Sister chromatids are held together after DNA replication by protein complex called cohesin. This complex also plays crucial role in chromosome segregation later during cell division. For accurate segregation of chromosomes in meiosis, cohesin proteins must be removed sequentially. The cohesin located on chromosome arms, required for correct separation of homologues, is dissolved during the first meiotic division whereas centromeric cohesin is removed during the second division, coincident with separation of the sister chromatids. Using mouse oocytes, we have shown that this pattern of cohesin distribution previously observed in yeasts and other species also applies to mammalian meiosis. In yeast meiosis, cleavage of the Rec8 cohesin subunit along chromosome arms by the enzyme Separase is required for the resolution of chiasmata. Whether the same mechanism is also responsible for chiasmata resolution in animals was unclear. Instead, it has been suggested that the resolution of chiasmata is achieved by a Separase - independent mechanism related to prophase pathway.

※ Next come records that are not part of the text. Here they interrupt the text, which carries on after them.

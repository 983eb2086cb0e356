#![deny(warnings, rust_2018_idioms)]
#![forbid(unsafe_code)]

#[cfg(all(target_os = "linux", target_arch = "x86_64", target_env = "gnu"))]
#[global_allocator]
static GLOBAL: jemallocator::Jemalloc = jemallocator::Jemalloc;

#[tokio::main]
async fn main() -> anyhow::Result<()> {
    rbac_controller_runtime::Args::parse_and_run().await
}
#![deny(warnings, rust_2018_idioms)]
#![forbid(unsafe_code)]

pub mod catalog;
pub mod resolution;
pub mod simulation;
mod subject;
mod verb;

pub use self::{
    catalog::{Catalog, DiscoverCatalog, PolicyRule, RoleKind, RoleRef},
    resolution::{BindingRef, GrantedRule, Inconsistency, InconsistencyReason, Resolution, Scope},
    simulation::{
        DiscoverResources, SimulateError, SimulateRequest, SimulateResponse, ValidationError,
        Verdict,
    },
    subject::{Subject, SubjectDirectory},
    verb::{InvalidVerb, Verb},
};

/// The API group of all RBAC resources.
pub const RBAC_API_GROUP: &str = "rbac.authorization.k8s.io";

/// Matches any verb, resource or API group in a policy rule.
pub const WILDCARD: &str = "*";
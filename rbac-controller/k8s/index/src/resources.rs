//! Converts the cluster's RBAC resources into catalog values.
//!
//! Conversion never fails. Malformed references are retained so that they may be reported when a
//! binding is resolved; subjects of kinds the engine does not model are dropped.

use rbac_controller_core::{
    catalog::{ClusterRole, ClusterRoleBinding, Role, RoleBinding},
    Catalog, PolicyRule, RoleKind, RoleRef, Subject,
};
use rbac_controller_k8s_api::{
    self as k8s,
    rbac::{role_ref_targets_kind, service_account_namespace},
    ResourceExt,
};

/// The RBAC resources listed from the cluster.
#[derive(Clone, Debug, Default)]
pub struct Resources {
    pub roles: Vec<k8s::Role>,
    pub cluster_roles: Vec<k8s::ClusterRole>,
    pub role_bindings: Vec<k8s::RoleBinding>,
    pub cluster_role_bindings: Vec<k8s::ClusterRoleBinding>,
}

// === impl Resources ===

impl Resources {
    pub fn into_catalog(self) -> Catalog {
        let Self {
            roles,
            cluster_roles,
            role_bindings,
            cluster_role_bindings,
        } = self;
        Catalog {
            roles: roles.into_iter().map(role).collect(),
            cluster_roles: cluster_roles.into_iter().map(cluster_role).collect(),
            role_bindings: role_bindings.into_iter().map(role_binding).collect(),
            cluster_role_bindings: cluster_role_bindings
                .into_iter()
                .map(cluster_role_binding)
                .collect(),
        }
    }
}

impl From<Resources> for Catalog {
    fn from(resources: Resources) -> Self {
        resources.into_catalog()
    }
}

pub fn role(role: k8s::Role) -> Role {
    Role {
        namespace: role.namespace().unwrap_or_default(),
        name: role.name_any(),
        rules: rules(role.rules),
    }
}

pub fn cluster_role(role: k8s::ClusterRole) -> ClusterRole {
    ClusterRole {
        name: role.name_any(),
        rules: rules(role.rules),
    }
}

pub fn role_binding(binding: k8s::RoleBinding) -> RoleBinding {
    let namespace = binding.namespace().unwrap_or_default();
    let name = binding.name_any();
    let subjects = subjects(binding.subjects.unwrap_or_default(), Some(&namespace));
    RoleBinding {
        namespace,
        name,
        role_ref: role_ref(binding.role_ref),
        subjects,
    }
}

pub fn cluster_role_binding(binding: k8s::ClusterRoleBinding) -> ClusterRoleBinding {
    ClusterRoleBinding {
        name: binding.name_any(),
        role_ref: role_ref(binding.role_ref),
        subjects: subjects(binding.subjects.unwrap_or_default(), None),
    }
}

fn rules(rules: Option<Vec<k8s::PolicyRule>>) -> Vec<PolicyRule> {
    rules
        .into_iter()
        .flatten()
        .map(|rule| PolicyRule {
            verbs: rule.verbs,
            api_groups: rule.api_groups.unwrap_or_default(),
            resources: rule.resources.unwrap_or_default(),
            resource_names: rule.resource_names.unwrap_or_default(),
        })
        .collect()
}

fn role_ref(role_ref: k8s::RoleRef) -> RoleRef {
    let kind = if role_ref_targets_kind::<k8s::Role>(&role_ref) {
        RoleKind::Role
    } else if role_ref_targets_kind::<k8s::ClusterRole>(&role_ref) {
        RoleKind::ClusterRole
    } else {
        RoleKind::Unknown {
            api_group: role_ref.api_group,
            kind: role_ref.kind,
        }
    };
    RoleRef {
        kind,
        name: role_ref.name,
    }
}

fn subjects(subjects: Vec<k8s::Subject>, binding_ns: Option<&str>) -> Vec<Subject> {
    subjects
        .iter()
        .filter_map(|s| match s.kind.as_str() {
            Subject::USER => Some(Subject::User(s.name.clone())),
            Subject::GROUP => Some(Subject::Group(s.name.clone())),
            Subject::SERVICE_ACCOUNT => service_account_namespace(s, binding_ns)
                .map(|ns| Subject::service_account(ns, &s.name)),
            kind => {
                tracing::debug!(%kind, name = %s.name, "ignoring subject of unknown kind");
                None
            }
        })
        .collect()
}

To resolve this, we used a mouse strain in which Separase can be specifically deleted in oocytes by Cre recombinase expressed under the control of ZP3 promoter. Our results showed that Separase is required for chiasmata resolution, the removal of Rec8 from chromosome arms, and, unexpectedly, also for the extrusion of the first polar body. Separase is essential and females lacking this enzyme in oocytes are infertile. We have also shown that whereas the proteolytic activity of Separase is crucial for cohesin removal it is not required for its role in polar body extrusion.

Since Separase triggers both meiotic divisions, centromeric cohesin must somehow be resistant to Separase activity during meiosis I. It was recently shown in yeast that the proteins Sgo1 and phosphatase 2A (PP2A) are required for the protection of centromeric cohesion during the first meiotic division. However, it was unknown whether the same mechanism operates in mammalian meiosis. Since female meiosis in humans is prone to errors resulting in aneuploidy, it is very important to understand the processes underlying chromosome segregation. Therefore, we have studied the interaction of Sgo1 and PP2A in mammalian meiotic cells. Our results showed that mouse Sgo1 and PP2A interact both in vitro and in vivo in oocytes and that this interaction is required for the localisation of PP2A to the chromosomes. An Sgo1 mutation that blocks this interaction in vitro also prevented PP2A from binding to chromosomes in vivo.

Bub1 is an essential part of a regulatory network called the spindle checkpoint that monitors the attachment of chromosomes by the spindle apparatus. Since mouse oocytes can tolerate unattached kinetochores it was not clear whether the spindle checkpoint is active in those cells. We have used Bub1 - depleted oocytes and our results indicate that the timing of onset of anaphase I is indeed regulated by spindle checkpoint.